Popular culture was a unifying factor for us.  There were certain songs, groups, films, books and TV programmes, and obviously football matches and other sporting events, which nearly everyone, regardless of which social group they were in, could discuss. Cool kids and quiet kids alike, girls and  boys alike.  Neighbours was a big part of that, and so was the music that its alumni produced.

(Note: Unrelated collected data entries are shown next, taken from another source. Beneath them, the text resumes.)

//! Property-Based Tests for Cache Module
//!
//! Uses proptest to check the cache's counting, eviction and expiry rules
//! across arbitrary operation sequences. Time is simulated with a
//! `ManualClock`, so no test sleeps.

use proptest::prelude::*;
use std::collections::HashSet;
use std::sync::Arc;
use std::time::Duration;

use crate::cache::{
    build_key, CacheConfig, CacheStatus, KeyOptions, ManualClock, TtlCache,
};

// == Test Configuration ==
const TEST_MAX_SIZE: usize = 16;

fn test_cache(max_size: usize) -> (TtlCache<String>, ManualClock) {
    let clock = ManualClock::new(0);
    let config = CacheConfig::default()
        .with_max_size(max_size)
        .with_default_ttl(Duration::from_millis(1_000))
        .with_stale_threshold(Duration::from_millis(400));
    (TtlCache::with_clock(config, Arc::new(clock.clone())), clock)
}

// == Strategies ==
fn valid_key_strategy() -> impl Strategy<Value = String> {
    "[a-z0-9:]{1,16}".prop_map(|s| s)
}

fn valid_value_strategy() -> impl Strategy<Value = String> {
    "[a-zA-Z0-9 ]{0,64}".prop_map(|s| s)
}

#[derive(Debug, Clone)]
enum CacheOp {
    Set { key: String, value: String },
    Get { key: String },
    Delete { key: String },
    Tick { ms: u64 },
    Cleanup,
}

fn cache_op_strategy() -> impl Strategy<Value = CacheOp> {
    prop_oneof![
        (valid_key_strategy(), valid_value_strategy())
            .prop_map(|(key, value)| CacheOp::Set { key, value }),
        valid_key_strategy().prop_map(|key| CacheOp::Get { key }),
        valid_key_strategy().prop_map(|key| CacheOp::Delete { key }),
        (0u64..600).prop_map(|ms| CacheOp::Tick { ms }),
        Just(CacheOp::Cleanup),
    ]
}

proptest! {
    #![proptest_config(ProptestConfig::with_cases(100))]

    // Counters match what each read observed, and size always tracks the map.
    #[test]
    fn prop_statistics_accuracy(ops in prop::collection::vec(cache_op_strategy(), 1..80)) {
        let (mut cache, clock) = test_cache(TEST_MAX_SIZE);
        let mut expected_hits: u64 = 0;
        let mut expected_stale: u64 = 0;
        let mut expected_misses: u64 = 0;

        for op in ops {
            match op {
                CacheOp::Set { key, value } => cache.set(key, value, None),
                CacheOp::Get { key } => {
                    let status = cache.status(&key);
                    match cache.get(&key) {
                        Some(_) => {
                            expected_hits += 1;
                            if status == CacheStatus::Stale {
                                expected_stale += 1;
                            }
                        }
                        None => expected_misses += 1,
                    }
                }
                CacheOp::Delete { key } => {
                    cache.delete(&key);
                }
                CacheOp::Tick { ms } => clock.advance(Duration::from_millis(ms)),
                CacheOp::Cleanup => {
                    cache.cleanup();
                }
            }

            prop_assert_eq!(cache.stats().size, cache.len(), "Size out of sync");
            prop_assert_eq!(cache.keys().count(), cache.len(), "Order out of sync");
        }

        let stats = cache.stats();
        prop_assert_eq!(stats.hits, expected_hits, "Hits mismatch");
        prop_assert_eq!(stats.stale_hits, expected_stale, "Stale hits mismatch");
        prop_assert_eq!(stats.misses, expected_misses, "Misses mismatch");
    }

    // A value read back before expiry equals the value written.
    #[test]
    fn prop_roundtrip_storage(key in valid_key_strategy(), value in valid_value_strategy()) {
        let (mut cache, _) = test_cache(TEST_MAX_SIZE);

        cache.set(key.clone(), value.clone(), None);

        prop_assert_eq!(cache.get(&key), Some(value));
    }

    // The cache never holds more than max_size entries.
    #[test]
    fn prop_capacity_enforcement(
        entries in prop::collection::vec(
            (valid_key_strategy(), valid_value_strategy()),
            1..200
        )
    ) {
        let max_size = 8;
        let (mut cache, _) = test_cache(max_size);

        for (key, value) in entries {
            cache.set(key, value, None);
            prop_assert!(
                cache.len() <= max_size,
                "Cache size {} exceeds max {}",
                cache.len(),
                max_size
            );
        }
    }

    // Filling the cache and writing one new key evicts the first key written,
    // regardless of reads in between.
    #[test]
    fn prop_oldest_write_is_evicted(
        initial_keys in prop::collection::vec(valid_key_strategy(), 2..10),
        reads in prop::collection::vec(any::<prop::sample::Index>(), 0..10),
        new_key in valid_key_strategy(),
    ) {
        let mut seen = HashSet::new();
        let unique_keys: Vec<String> = initial_keys
            .into_iter()
            .filter(|k| seen.insert(k.clone()))
            .collect();

        prop_assume!(unique_keys.len() >= 2);
        prop_assume!(!unique_keys.contains(&new_key));

        let capacity = unique_keys.len();
        let (mut cache, _) = test_cache(capacity);

        for key in &unique_keys {
            cache.set(key.clone(), format!("value_{}", key), None);
        }
        for idx in reads {
            cache.get(idx.get::<String>(&unique_keys));
        }

        cache.set(new_key.clone(), "new".to_string(), None);

        prop_assert_eq!(cache.len(), capacity);
        prop_assert_eq!(cache.status(&unique_keys[0]), CacheStatus::Missing);
        for key in &unique_keys[1..] {
            prop_assert!(cache.is_valid(key), "Key '{}' should survive", key);
        }
        prop_assert!(cache.is_valid(&new_key));
    }

    // Once the TTL has elapsed no read returns the entry.
    #[test]
    fn prop_ttl_expiration_behavior(
        key in valid_key_strategy(),
        value in valid_value_strategy(),
        ttl_ms in 1u64..10_000,
        extra_ms in 0u64..10_000,
    ) {
        let (mut cache, clock) = test_cache(TEST_MAX_SIZE);

        cache.set(key.clone(), value, Some(Duration::from_millis(ttl_ms)));
        clock.advance(Duration::from_millis(ttl_ms + extra_ms));

        prop_assert_eq!(cache.status(&key), CacheStatus::Expired);
        prop_assert_eq!(cache.get(&key), None);
        prop_assert_eq!(cache.status(&key), CacheStatus::Missing);
    }

    // Equal option sets produce equal keys.
    #[test]
    fn prop_key_determinism(
        venue in proptest::option::of("[a-zA-Z ]{0,12}"),
        limit in 1u32..100,
        page in 1u32..1_000,
    ) {
        let options = KeyOptions { venue: venue.as_deref(), limit, page };
        let copy = options;

        prop_assert_eq!(build_key(&options), build_key(&copy));
    }
}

I used to buy a lot of compilation albums – some on tape, some on CDs once we’d acquired a CD player – in the late ’80s and early ’90s, and they inevitably included songs by Kylie and Jason, and even the could-be-worse song by Stefan Dennis and the seriously-dire song by Craig McLachlan.  And they’re all associated with particular memories.  Mona is the school bus, I Should Be So Lucky is an art lesson spent discussing how we’d seen “Charlene” on Top of the Pops and The Roxy, Hand On Your Heart is someone from the year above blasting out that week’s top 10 on the school lawn (the teachers let it go as it was their final day before leaving for pre-GCSE study leave), Sealed With A Kiss and Never Too Late are both associated with tennis … I could go on and on.   Ah, and Especially For You … how wonderful was that?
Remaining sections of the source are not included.